━━━━━ Task data ━━━━━
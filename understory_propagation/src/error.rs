// Copyright 2025 the Understory Authors
// SPDX-License-Identifier: Apache-2.0 OR MIT

//! Error types for configuration, handlers, and dispatch.

use alloc::boxed::Box;
use alloc::string::String;

use crate::binding::BindingId;

/// Invalid [`Options`](crate::policy::Options).
///
/// Raised while building options, before anything is attached to an element.
#[derive(Clone, Debug, Eq, PartialEq, thiserror::Error)]
pub enum ConfigError {
    /// `preventDefault: false` was given explicitly.
    ///
    /// The option only exists to opt in; leave it unset instead.
    #[error("preventDefault can only be enabled: pass true or a pointer type, or leave it unset")]
    PreventDefaultFalse,
    /// A pointer type tag other than `mouse`, `touch`, or `pen`.
    #[error("unknown pointer type `{0}`")]
    UnknownPointerType(String),
}

impl From<core::convert::Infallible> for ConfigError {
    fn from(never: core::convert::Infallible) -> Self {
        match never {}
    }
}

/// Returned by a handler to signal that it did not complete normally.
#[derive(Debug, thiserror::Error)]
pub enum HandlerError {
    /// Abort the walk immediately; no further handler runs for this pass.
    #[error("propagation cancelled by handler")]
    Cancelled,
    /// The handler failed. The walk continues and the failure is reported
    /// once it completes.
    #[error("handler failed: {0}")]
    Failed(Box<dyn core::error::Error + 'static>),
}

impl HandlerError {
    /// Wrap any error as a handler failure.
    pub fn failed(err: impl core::error::Error + 'static) -> Self {
        Self::Failed(Box::new(err))
    }
}

/// Result type returned by event handlers.
pub type HandlerResult = Result<(), HandlerError>;

/// Failure of a dispatch pass.
#[derive(Debug, thiserror::Error)]
pub enum DispatchError {
    /// The binding was destroyed, or never existed.
    #[error("no live binding for {0:?}")]
    UnknownBinding(BindingId),
    /// A handler cancelled the pass or failed during it.
    #[error(transparent)]
    Handler(#[from] HandlerError),
}
// Copyright 2025 the Understory Authors
// SPDX-License-Identifier: Apache-2.0 OR MIT

//! Propagator: binding registry, gesture origin, and the dispatch trampoline.
//!
//! ## Overview
//!
//! A [`Propagator`] owns every binding of one document, the element → bindings
//! side-table used to discover them during a walk, the shared
//! [`GestureOrigin`], and the dedup bookkeeping for native inputs.
//!
//! ## Dispatch
//!
//! Recognizers report each event through [`Propagator::dispatch`], once per
//! subscribed type and per binding. For the raw-phase type
//! [`INPUT_EVENT`](crate::types::INPUT_EVENT) the propagator applies the
//! binding's default-action policy and updates the origin. For every other
//! type it:
//!
//! 1. skips the event if the same native input already propagated this type;
//! 2. wraps it in a fresh [`PropagatedEvent`] carrying the gesture's first target;
//! 3. walks from the first target to the root, running each binding's handlers
//!    for the type in registration order, until a handler stops propagation.
//!
//! The walk starts where the gesture began, not at the element of the binding
//! that reported it.
//!
//! ## Dedup
//!
//! Only the handled types of the most recent native input are remembered.
//! Native inputs are processed one at a time, so the first report of a new
//! [`InputId`] retires the previous input's record.
//!
//! ## Handler failures
//!
//! A handler returning [`HandlerError::Failed`] does not stop the walk; the
//! first failure is returned once the walk completes. [`HandlerError::Cancelled`]
//! ends the walk immediately and is returned as is.

use alloc::boxed::Box;
use alloc::collections::BTreeMap;
use alloc::string::String;
use alloc::vec::Vec;

use crate::binding::{Binding, BindingId, HandlerId};
use crate::error::{DispatchError, HandlerError, HandlerResult};
use crate::event::PropagatedEvent;
use crate::origin::GestureOrigin;
use crate::policy::Options;
use crate::types::{GestureEvent, InputId, NativeInput, NoParent, ParentLookup, Recognizer};

/// What a call to [`Propagator::dispatch`] did.
#[derive(Copy, Clone, Debug, Eq, PartialEq)]
pub enum Delivery {
    /// A raw-phase event: policy and origin were updated, no handler ran.
    Input,
    /// This type was already propagated for the same native input.
    Duplicate,
    /// The binding has no handler for this type.
    Unobserved,
    /// A walk ran.
    Propagated {
        /// Number of handlers invoked.
        handlers: usize,
        /// Whether a handler stopped the walk before it reached the root.
        stopped: bool,
    },
}

#[derive(Debug, Default)]
struct Handled {
    input: Option<InputId>,
    kinds: Vec<String>,
}

impl Handled {
    /// Record `kind` as propagated for `input`. Returns false if it already was.
    fn mark(&mut self, input: InputId, kind: &str) -> bool {
        if self.input != Some(input) {
            self.input = Some(input);
            self.kinds.clear();
        }
        if self.kinds.iter().any(|k| k == kind) {
            return false;
        }
        self.kinds.push(kind.into());
        true
    }
}

/// Bubbling propagation over a tree of gesture bindings.
///
/// ## Usage
///
/// - Construct with [`Propagator::new`], or [`Propagator::with_parent`] to supply
///   the [`ParentLookup`] that describes the element tree.
/// - Attach recognizers with [`Propagator::bind`] and register handlers with
///   [`Propagator::on`].
/// - Have each recognizer report its events through [`Propagator::dispatch`].
pub struct Propagator<K, N, P = NoParent> {
    parents: P,
    origin: GestureOrigin<K>,
    slots: Vec<Option<Binding<K, N>>>,
    generations: Vec<u32>,
    free_list: Vec<usize>,
    elements: BTreeMap<K, Vec<BindingId>>,
    handled: Handled,
}

impl<K: core::fmt::Debug, N, P> core::fmt::Debug for Propagator<K, N, P> {
    fn fmt(&self, f: &mut core::fmt::Formatter<'_>) -> core::fmt::Result {
        let alive = self.slots.iter().filter(|b| b.is_some()).count();
        f.debug_struct("Propagator")
            .field("origin", &self.origin)
            .field("bindings_alive", &alive)
            .field("free_list", &self.free_list.len())
            .finish_non_exhaustive()
    }
}

impl<K, N, P> Default for Propagator<K, N, P>
where
    K: Copy + Ord + core::fmt::Debug,
    N: NativeInput,
    P: ParentLookup<K> + Default,
{
    fn default() -> Self {
        Self::new()
    }
}

impl<K, N, P> Propagator<K, N, P>
where
    K: Copy + Ord + core::fmt::Debug,
    N: NativeInput,
    P: ParentLookup<K> + Default,
{
    /// Create a propagator with a default parent lookup.
    pub fn new() -> Self {
        Self::with_parent(P::default())
    }
}

impl<K, N, P> Propagator<K, N, P>
where
    K: Copy + Ord + core::fmt::Debug,
    N: NativeInput,
    P: ParentLookup<K>,
{
    /// Create a propagator with an explicit parent lookup.
    pub fn with_parent(parents: P) -> Self {
        Self {
            parents,
            origin: GestureOrigin::new(),
            slots: Vec::new(),
            generations: Vec::new(),
            free_list: Vec::new(),
            elements: BTreeMap::new(),
            handled: Handled::default(),
        }
    }

    /// Bind `recognizer` to its element.
    ///
    /// The recognizer is subscribed to the raw-phase type right away. The
    /// binding is discoverable from its element until [`Propagator::destroy`].
    pub fn bind<R>(&mut self, recognizer: R, options: Options) -> BindingId
    where
        R: Recognizer<K, N> + 'static,
    {
        self.bind_boxed(Box::new(recognizer), options)
    }

    /// Like [`Propagator::bind`], for a recognizer that is already boxed.
    pub fn bind_boxed(
        &mut self,
        recognizer: Box<dyn Recognizer<K, N>>,
        options: Options,
    ) -> BindingId {
        let binding = Binding::new(recognizer, options);
        let element = binding.element();
        let idx = if let Some(idx) = self.free_list.pop() {
            self.generations[idx] = self.generations[idx].wrapping_add(1);
            self.slots[idx] = Some(binding);
            idx
        } else {
            self.slots.push(Some(binding));
            self.generations.push(1);
            self.slots.len() - 1
        };
        #[allow(
            clippy::cast_possible_truncation,
            reason = "BindingId uses 32-bit indices by design."
        )]
        let id = BindingId::new(idx as u32, self.generations[idx]);
        self.elements.entry(element).or_default().push(id);
        tracing::debug!(?element, ?id, "binding attached");
        id
    }

    /// Detach a binding from its element, clear its handlers, and destroy its recognizer.
    ///
    /// Returns false if `id` is stale.
    pub fn destroy(&mut self, id: BindingId) -> bool {
        if !self.is_alive(id) {
            return false;
        }
        let Some(binding) = self.slots[id.idx()].take() else {
            return false;
        };
        let element = binding.element();
        if let Some(ids) = self.elements.get_mut(&element) {
            ids.retain(|b| *b != id);
            if ids.is_empty() {
                self.elements.remove(&element);
            }
        }
        self.free_list.push(id.idx());
        binding.destroy();
        tracing::debug!(?element, ?id, "binding destroyed");
        true
    }

    /// Whether `id` refers to a live binding.
    pub fn is_alive(&self, id: BindingId) -> bool {
        self.generations.get(id.idx()) == Some(&id.1)
            && self.slots.get(id.idx()).is_some_and(Option::is_some)
    }

    /// The binding for `id`, if alive.
    pub fn binding(&self, id: BindingId) -> Option<&Binding<K, N>> {
        if !self.is_alive(id) {
            return None;
        }
        self.slots.get(id.idx())?.as_ref()
    }

    /// Mutable access to the binding for `id`, if alive.
    pub fn binding_mut(&mut self, id: BindingId) -> Option<&mut Binding<K, N>> {
        if !self.is_alive(id) {
            return None;
        }
        self.slots.get_mut(id.idx())?.as_mut()
    }

    /// Bindings attached to `element`, in attach order.
    pub fn bindings_at(&self, element: &K) -> &[BindingId] {
        self.elements.get(element).map_or(&[], Vec::as_slice)
    }

    /// The shared gesture origin.
    pub fn origin(&self) -> &GestureOrigin<K> {
        &self.origin
    }

    /// `from` followed by each of its ancestors, up to the root.
    pub fn ancestors(&self, from: K) -> impl Iterator<Item = K> + '_ {
        core::iter::successors(Some(from), |n| self.parents.parent_of(n))
    }

    /// Register a handler on binding `id`; see [`Binding::on`].
    ///
    /// Returns `None` if `id` is stale.
    pub fn on<F>(&mut self, id: BindingId, kinds: &str, handler: F) -> Option<HandlerId>
    where
        F: FnMut(&mut PropagatedEvent<K, N>) -> HandlerResult + 'static,
    {
        Some(self.binding_mut(id)?.on(kinds, handler))
    }

    /// Remove handlers from binding `id`; see [`Binding::off`].
    ///
    /// Returns false if `id` is stale.
    pub fn off(&mut self, id: BindingId, kinds: &str, handler: Option<HandlerId>) -> bool {
        match self.binding_mut(id) {
            Some(b) => {
                b.off(kinds, handler);
                true
            }
            None => false,
        }
    }

    /// Emit `event` manually through binding `id`.
    ///
    /// Outside a live gesture the origin is re-anchored at the event's target
    /// first. The recognizer observes the event, then it is dispatched like a
    /// recognized one.
    pub fn emit(
        &mut self,
        id: BindingId,
        event: GestureEvent<K, N>,
    ) -> Result<Delivery, DispatchError> {
        if !self.is_alive(id) {
            return Err(DispatchError::UnknownBinding(id));
        }
        if self.origin.anchor(event.target) {
            tracing::trace!(element = ?event.target, "origin re-anchored by emit");
        }
        if let Some(b) = self.binding_mut(id) {
            b.recognizer_mut().emit(&event);
        }
        self.dispatch(id, event)
    }

    /// Entry point for recognizers: handle one event reported by binding `id`.
    pub fn dispatch(
        &mut self,
        id: BindingId,
        event: GestureEvent<K, N>,
    ) -> Result<Delivery, DispatchError> {
        let Some(binding) = self.binding(id) else {
            return Err(DispatchError::UnknownBinding(id));
        };

        if event.is_input() {
            if binding
                .options()
                .prevent_default
                .is_some_and(|p| p.applies_to(event.pointer_type))
            {
                event.src.prevent_default();
            }
            if event.is_first() {
                self.origin.begin(event.target);
            }
            if event.is_final() {
                self.origin.finish();
            }
            return Ok(Delivery::Input);
        }

        if !binding.listens(&event.kind) {
            return Ok(Delivery::Unobserved);
        }
        if !self.handled.mark(event.src.input_id(), &event.kind) {
            tracing::trace!(kind = %event.kind, ?id, "already propagated for this input");
            return Ok(Delivery::Duplicate);
        }

        let first_target = self.origin.first_target().unwrap_or(event.target);
        let mut event = PropagatedEvent::new(event, first_target);
        self.walk(&mut event)
    }

    fn walk(&self, event: &mut PropagatedEvent<K, N>) -> Result<Delivery, DispatchError> {
        let kind = String::from(event.kind());
        let mut handlers = 0;
        let mut failure: Option<HandlerError> = None;
        tracing::trace!(kind = %kind, first_target = ?event.first_target(), "propagating");

        'walk: for element in self.ancestors(event.first_target()) {
            for &id in self.bindings_at(&element) {
                let Some(binding) = self.binding(id) else {
                    continue;
                };
                for callback in binding.callbacks(&kind) {
                    let Ok(mut handler) = callback.try_borrow_mut() else {
                        tracing::warn!(?element, kind = %kind, "skipping handler that is already running");
                        continue;
                    };
                    handlers += 1;
                    match (&mut *handler)(&mut *event) {
                        Ok(()) => {}
                        Err(HandlerError::Cancelled) => {
                            tracing::trace!(?element, kind = %kind, "propagation cancelled");
                            return Err(HandlerError::Cancelled.into());
                        }
                        Err(err) => {
                            tracing::debug!(?element, kind = %kind, %err, "handler failed");
                            if failure.is_none() {
                                failure = Some(err);
                            }
                        }
                    }
                    if event.is_propagation_stopped() {
                        tracing::trace!(?element, kind = %kind, "propagation stopped");
                        break 'walk;
                    }
                }
            }
        }

        match failure {
            Some(err) => Err(err.into()),
            None => Ok(Delivery::Propagated {
                handlers,
                stopped: event.is_propagation_stopped(),
            }),
        }
    }
}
━━━━━
Among the entries, how many lines contain the string "root"? Give the number without anything else.

3